Cretzmeyer retired from University of Iowa coaching in 1977, having been declared Hawkeye men's "Coach of the Year" twice in his career.

He was a member of the Iowa Track Coaches Association, and in 1978, served as president of the United States Track Coaches Association.

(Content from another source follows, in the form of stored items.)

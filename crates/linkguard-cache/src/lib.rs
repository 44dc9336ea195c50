//! # linkguard-cache
//!
//! Cache tier for channel configurations and the cache-only ephemeral records.
//!
//! ## Features
//!
//! - **Connection Pool**: Managed Redis connection pool with deadpool
//! - **Channel Configs**: TTL-bounded mirror of the authoritative store
//! - **Ephemeral Records**: Permits and channel cooldowns that expire on their own
//! - **Memory Tier**: In-process implementation of both for running without Redis
//!
//! ## Example
//!
//! ```ignore
//! use linkguard_cache::{RedisChannelConfigCache, RedisEphemeralStore, RedisPool, RedisPoolConfig};
//!
//! // Create Redis pool
//! let pool = RedisPool::new(RedisPoolConfig::default())?;
//!
//! // Create stores
//! let configs = RedisChannelConfigCache::new(pool.clone());
//! let ephemeral = RedisEphemeralStore::new(pool);
//!
//! // Cache a channel for 30 minutes
//! configs.set(&config, Duration::from_secs(1800)).await?;
//! ```

pub mod config;
pub mod ephemeral;
pub mod memory;
pub mod pool;

// Re-export pool types
pub use pool::{RedisPool, RedisPoolConfig, RedisPoolError, RedisResult};

pub use config::RedisChannelConfigCache;
pub use ephemeral::RedisEphemeralStore;
pub use memory::MemoryCache;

Cretzmeyer died on April 2, 2001, in Iowa City, at the age of 88. The eulogy at his memorial was given by Larry Wieczorek, the current track coach at the University of Iowa.

== Awards ==
- 1935, Finnish AAC
- 1936, Big Ten Medal of Honor (combined excellence in athletics and academics)
- 1986, inducted into the Drake Relays Coaches Hall of Fame.
- 1993, inducted into the Des Moines Register Iowa Sports Hall of Fame.
- Iowa Track Coaches Association Hall of Fame

== Writing ==

- Bresnahan and Tuttle's Track and Field Athletics, 1969, Western Periodicals, California (co-author with Louis E. Alley and Charles M. Tipton) - Multiple editions, and the book has been translated into multiple languages
- Track and field athletics, 1974, 8th edition, Saint Louis: Mosby

== Memorials ==
- The "Francis X. Cretzmeyer" Olympic-sized track at the University of Iowa was completed in 1986. It cost $2 million, and has hosted the 1987 and 2000 Big Ten championships, as well as the annual Iowa Musco Twilight Invitation.